Cuba's Hardcore Skateboarders Get Some 'Lift'

HAVANA, CUBA -- There’s a group of young Cubans who belong to the exclusive Cuba’s “23 y G” generation, the name taken from a Havana street corner that’s a popular skateboarding spot. They are hardcore patinadores (skaters) who coined the slogan "Patinar o Muerte", meaning "Skate or Die"—a parody of Fidel Castro’s famous “Patria o Muerte”, or "Homeland or Death" rallying cry.

These kids live and breathe this action sport with very few resources. Their “tablas” are often as cracked and beaten up as their worn shoes, which slip more than grip. Roads are paved with hazards like potholes and cracked concrete. Almost no one owns protective gear like helmets or wrist guards. And in a city of two million, there is just one makeshift skate park in all of Havana.


A new organization, Cuba Skate, is throwing a lifeline to these skaters. This summer, the U.S. government gave the nonprofit a license to bring in donations of clothing and gear. Vans provided 50 pairs of skate shoes, Spitfire gave replacement wheels and skating legend Karl Watson supplied some decks, boards and tees.

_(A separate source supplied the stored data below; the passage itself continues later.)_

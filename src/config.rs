//! Carrier settings.
//!
//! Every settings struct has sensible defaults, chained `with_*`
//! overrides, and a `from_env()` constructor for convention-based setup.
//! Key material is never part of settings; it goes to the signer, crypter
//! and JWT codec constructors.

use axum::http::HeaderName;
use axum_extra::extract::cookie::SameSite;
use time::Duration;

use crate::cookies::{self, CookieSpec};
use crate::error::ConfigError;
use crate::http::RequestPart;

const DEFAULT_EXPIRY: Duration = Duration::hours(12);
const DEFAULT_HEADER_NAME: &str = "x-auth-token";

/// Settings for the cookie carrier.
#[derive(Debug, Clone)]
pub struct CookieAuthenticatorSettings {
    pub(crate) cookie_name: String,
    pub(crate) cookie_path: String,
    pub(crate) cookie_domain: Option<String>,
    pub(crate) secure_cookie: bool,
    pub(crate) http_only_cookie: bool,
    pub(crate) same_site: Option<SameSite>,
    pub(crate) use_fingerprinting: bool,
    pub(crate) cookie_max_age: Option<Duration>,
    pub(crate) authenticator_idle_timeout: Option<Duration>,
    pub(crate) authenticator_expiry: Duration,
}

impl Default for CookieAuthenticatorSettings {
    fn default() -> Self {
        Self {
            cookie_name: "authenticator".into(),
            cookie_path: "/".into(),
            cookie_domain: None,
            secure_cookie: true,
            http_only_cookie: true,
            same_site: Some(SameSite::Lax),
            use_fingerprinting: true,
            cookie_max_age: None,
            authenticator_idle_timeout: None,
            authenticator_expiry: DEFAULT_EXPIRY,
        }
    }
}

impl CookieAuthenticatorSettings {
    /// Create settings from environment variables.
    ///
    /// # Optional env vars
    /// - `AUTH_COOKIE_NAME`, `AUTH_COOKIE_PATH`, `AUTH_COOKIE_DOMAIN`
    /// - `AUTH_COOKIE_SECURE`, `AUTH_COOKIE_HTTP_ONLY`: `true`/`false`/`1`/`0`
    /// - `AUTH_COOKIE_SAME_SITE`: `lax`, `strict` or `none`
    /// - `AUTH_COOKIE_FINGERPRINTING`: `true`/`false`
    /// - `AUTH_COOKIE_MAX_AGE_SECS`, `AUTH_COOKIE_IDLE_TIMEOUT_SECS`,
    ///   `AUTH_COOKIE_EXPIRY_SECS`
    ///
    /// # Errors
    ///
    /// Returns [`ConfigError`] if a variable is set but malformed.
    pub fn from_env() -> Result<Self, ConfigError> {
        let mut settings = Self::default();
        if let Some(name) = env_string("AUTH_COOKIE_NAME") {
            settings.cookie_name = name;
        }
        if let Some(path) = env_string("AUTH_COOKIE_PATH") {
            settings.cookie_path = path;
        }
        if let Some(domain) = env_string("AUTH_COOKIE_DOMAIN") {
            settings.cookie_domain = Some(domain);
        }
        if let Some(secure) = env_bool("AUTH_COOKIE_SECURE")? {
            settings.secure_cookie = secure;
        }
        if let Some(http_only) = env_bool("AUTH_COOKIE_HTTP_ONLY")? {
            settings.http_only_cookie = http_only;
        }
        if let Some(same_site) = env_same_site("AUTH_COOKIE_SAME_SITE")? {
            settings.same_site = Some(same_site);
        }
        if let Some(fingerprinting) = env_bool("AUTH_COOKIE_FINGERPRINTING")? {
            settings.use_fingerprinting = fingerprinting;
        }
        if let Some(max_age) = env_secs("AUTH_COOKIE_MAX_AGE_SECS")? {
            settings.cookie_max_age = Some(max_age);
        }
        if let Some(idle) = env_secs("AUTH_COOKIE_IDLE_TIMEOUT_SECS")? {
            settings.authenticator_idle_timeout = Some(idle);
        }
        if let Some(expiry) = env_secs("AUTH_COOKIE_EXPIRY_SECS")? {
            settings.authenticator_expiry = expiry;
        }
        Ok(settings)
    }

    #[must_use]
    pub fn with_cookie_name(mut self, name: impl Into<String>) -> Self {
        self.cookie_name = name.into();
        self
    }

    #[must_use]
    pub fn with_cookie_path(mut self, path: impl Into<String>) -> Self {
        self.cookie_path = path.into();
        self
    }

    #[must_use]
    pub fn with_cookie_domain(mut self, domain: impl Into<String>) -> Self {
        self.cookie_domain = Some(domain.into());
        self
    }

    #[must_use]
    pub fn with_secure_cookie(mut self, secure: bool) -> Self {
        self.secure_cookie = secure;
        self
    }

    #[must_use]
    pub fn with_http_only_cookie(mut self, http_only: bool) -> Self {
        self.http_only_cookie = http_only;
        self
    }

    #[must_use]
    pub fn with_same_site(mut self, same_site: Option<SameSite>) -> Self {
        self.same_site = same_site;
        self
    }

    #[must_use]
    pub fn with_fingerprinting(mut self, enabled: bool) -> Self {
        self.use_fingerprinting = enabled;
        self
    }

    /// Persistent cookie lifetime. `None` issues a browser-session cookie.
    #[must_use]
    pub fn with_cookie_max_age(mut self, max_age: Option<Duration>) -> Self {
        self.cookie_max_age = max_age;
        self
    }

    #[must_use]
    pub fn with_idle_timeout(mut self, idle_timeout: Option<Duration>) -> Self {
        self.authenticator_idle_timeout = idle_timeout;
        self
    }

    #[must_use]
    pub fn with_expiry(mut self, expiry: Duration) -> Self {
        self.authenticator_expiry = expiry;
        self
    }

    #[must_use]
    pub fn cookie_name(&self) -> &str {
        &self.cookie_name
    }

    pub(crate) fn cookie_spec(&self) -> CookieSpec<'_> {
        CookieSpec {
            name: &self.cookie_name,
            path: &self.cookie_path,
            domain: self.cookie_domain.as_deref(),
            secure: self.secure_cookie,
            http_only: self.http_only_cookie,
            same_site: self.same_site,
            max_age: self.cookie_max_age,
        }
    }
}

/// Settings for the framework-session carrier.
#[derive(Debug, Clone)]
pub struct SessionAuthenticatorSettings {
    pub(crate) session_key: String,
    pub(crate) use_fingerprinting: bool,
    pub(crate) authenticator_idle_timeout: Option<Duration>,
    pub(crate) authenticator_expiry: Duration,
}

impl Default for SessionAuthenticatorSettings {
    fn default() -> Self {
        Self {
            session_key: "authenticator".into(),
            use_fingerprinting: true,
            authenticator_idle_timeout: None,
            authenticator_expiry: DEFAULT_EXPIRY,
        }
    }
}
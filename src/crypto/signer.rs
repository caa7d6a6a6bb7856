use hmac::{Hmac, Mac};
use rand::Rng;
use sha2::Sha256;
use subtle::ConstantTimeEq;

use crate::error::{CodecError, ConfigError};

type HmacSha256 = Hmac<Sha256>;

const VERSION: &str = "1";
const DEFAULT_PEPPER: &str = "-authwright-signer-";

/// Minimum signing key length (32 bytes = 256 bits for HMAC-SHA256).
pub const MIN_KEY_LENGTH: usize = 32;

/// Message-authentication signer.
pub trait Signer: Send + Sync {
    /// Signs `data`, returning a self-describing signed message.
    fn sign(&self, data: &str) -> String;

    /// Verifies a signed message and returns the original data.
    ///
    /// # Errors
    ///
    /// Returns [`CodecError::InvalidSignature`] if the message is malformed or
    /// its signature does not match.
    fn extract(&self, message: &str) -> Result<String, CodecError>;
}

/// HMAC-SHA256 signer.
///
/// Wire format: `1-<hex mac>-<nonce>-<data>`. The MAC covers the nonce and
/// the data, wrapped in a pepper. The nonce makes two signatures of the same
/// data differ.
#[derive(Clone)]
pub struct HmacSigner {
    mac: HmacSha256,
    pepper: String,
}

impl std::fmt::Debug for HmacSigner {
    fn fmt(&self, f: &mut std::fmt::Formatter<'_>) -> std::fmt::Result {
        f.debug_struct("HmacSigner")
            .field("key", &"[REDACTED]")
            .field("pepper", &self.pepper)
            .finish()
    }
}

impl HmacSigner {
    /// Create a signer from a secret key.
    ///
    /// # Errors
    ///
    /// Returns [`ConfigError`] if the key is shorter than [`MIN_KEY_LENGTH`].
    pub fn new(key: impl AsRef<[u8]>) -> Result<Self, ConfigError> {
        let key = key.as_ref();
        if key.len() < MIN_KEY_LENGTH {
            return Err(ConfigError(format!(
                "signing key too short: expected at least {MIN_KEY_LENGTH} bytes, got {}",
                key.len()
            )));
        }
        let mac = HmacSha256::new_from_slice(key)
            .map_err(|e| ConfigError(format!("invalid signing key: {e}")))?;
        Ok(Self {
            mac,
            pepper: DEFAULT_PEPPER.into(),
        })
    }

    /// Override the pepper mixed into every MAC.
    #[must_use]
    pub fn with_pepper(mut self, pepper: impl Into<String>) -> Self {
        self.pepper = pepper.into();
        self
    }

    fn compute(&self, nonce: &str, data: &str) -> String {
        let mut mac = self.mac.clone();
        mac.update(self.pepper.as_bytes());
        mac.update(nonce.as_bytes());
        mac.update(b"-");
        mac.update(data.as_bytes());
        mac.update(self.pepper.as_bytes());
        hex::encode(mac.finalize().into_bytes())
    }
}

impl Signer for HmacSigner {
    fn sign(&self, data: &str) -> String {
        let nonce: [u8; 16] = rand::rng().random();
        let nonce = hex::encode(nonce);
        let signature = self.compute(&nonce, data);
        format!("{VERSION}-{signature}-{nonce}-{data}")
    }

    fn extract(&self, message: &str) -> Result<String, CodecError> {
        let mut parts = message.splitn(4, '-');
        let (Some(version), Some(signature), Some(nonce), Some(data)) =
            (parts.next(), parts.next(), parts.next(), parts.next())
        else {
            return Err(CodecError::InvalidSignature);
        };
        if version != VERSION {
            return Err(CodecError::InvalidSignature);
        }

        let expected = self.compute(nonce, data);
        if expected.len() != signature.len()
            || !bool::from(expected.as_bytes().ct_eq(signature.as_bytes()))
        {
            return Err(CodecError::InvalidSignature);
        }
        Ok(data.to_owned())
    }
}

#[cfg(test)]
mod tests {
    use super::*;

    const KEY: &[u8] = b"0123456789abcdef0123456789abcdef";

    fn signer() -> HmacSigner {
        HmacSigner::new(KEY).unwrap()
    }

    #[test]
    fn sign_and_extract() {
        let signer = signer();
        let signed = signer.sign("payload-with-dashes");
        assert!(signed.starts_with("1-"));
        assert_eq!(signer.extract(&signed).unwrap(), "payload-with-dashes");
    }

    #[test]
    fn empty_payload_round_trips() {
        let signer = signer();
        assert_eq!(signer.extract(&signer.sign("")).unwrap(), "");
    }

    #[test]
    fn signatures_are_nonced() {
        let signer = signer();
        assert_ne!(signer.sign("same"), signer.sign("same"));
    }

    #[test]
    fn any_flipped_byte_is_rejected() {
        let signer = signer();
        let signed = signer.sign("user-state.csrf-state");
        for i in 0..signed.len() {
            let mut bytes = signed.clone().into_bytes();
            bytes[i] = if bytes[i] == b'x' { b'y' } else { b'x' };
            let tampered = String::from_utf8(bytes).unwrap();
            assert_eq!(
                signer.extract(&tampered),
                Err(CodecError::InvalidSignature),
                "byte {i} flipped"
            );
        }
    }

    #[test]
    fn other_key_is_rejected() {
        let other = HmacSigner::new(b"fedcba9876543210fedcba9876543210").unwrap();
        let signed = signer().sign("data");
        assert_eq!(other.extract(&signed), Err(CodecError::InvalidSignature));
    }

    #[test]
    fn other_pepper_is_rejected() {
        let signed = signer().sign("data");
        let other = signer().with_pepper("-other-");
        assert_eq!(other.extract(&signed), Err(CodecError::InvalidSignature));
    }

    #[test]
    fn malformed_messages_are_rejected() {
        let signer = signer();
        for message in ["", "1", "1-abc", "2-abc-def-data", "not a signed value"] {
            assert_eq!(signer.extract(message), Err(CodecError::InvalidSignature));
        }
    }

    #[test]
    fn short_key_is_refused() {
        assert!(HmacSigner::new(b"short").is_err());
    }
}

The group was started by Miles Jackson, who works at a skateboard shop in Washington DC and spent his last college semester in Havana. “Skaters were the first friends here I made,” he said. “Two days after I arrived, I saw a bunch of kids doing tricks on the side of a public fountain. I grabbed my board and joined them."

Image: A Cuban skateboarder, part of the "G y 23" generation as the group is known
A Cuban skateboarder, part of the "G y 23" generation as the group is known. The skateboarders are passionate about the sport though they have limited resources. Roberto Leon / NBC News

Economic shortages make it hard for skaters, said Jackson. “There’s no gear manufactured in Cuba and the Havana skate park is pretty much just a few handrails and concrete ramps.”

Many kids end up skateboarding on the street, maneuvering without any brakes around cars and trucks. A few years ago, the rage to grab on to the back of city buses as they sped through traffic led to a rash of fatal accidents among skateboarders.

Despite the danger of street skateboarding, Jackson understands the culture behind street racing. “You want to challenge yourself and the world is your playground," he said.

Jackson believes Cuban kids would not be skateboarding as much in the street if they had a “safe vibrant place” for practice and competitions. So he is hoping to raise $50 thousand dollars to build a public skate park where Cuban kids can practice tricks and share styles. He plans to ask U.S. companies, like Levi’s, for help. Last summer, the American clothing company built a model skate park in India with different banks and curved ledges in a public and free space.

For culinary student Reynaldo Vicet, 19, skating is more than a sport. He stood on his first skateboard when he was nine.

“It lets me forget about the problems in my life,” said Vicet. “There is nothing else that gives me a better sense of freedom.”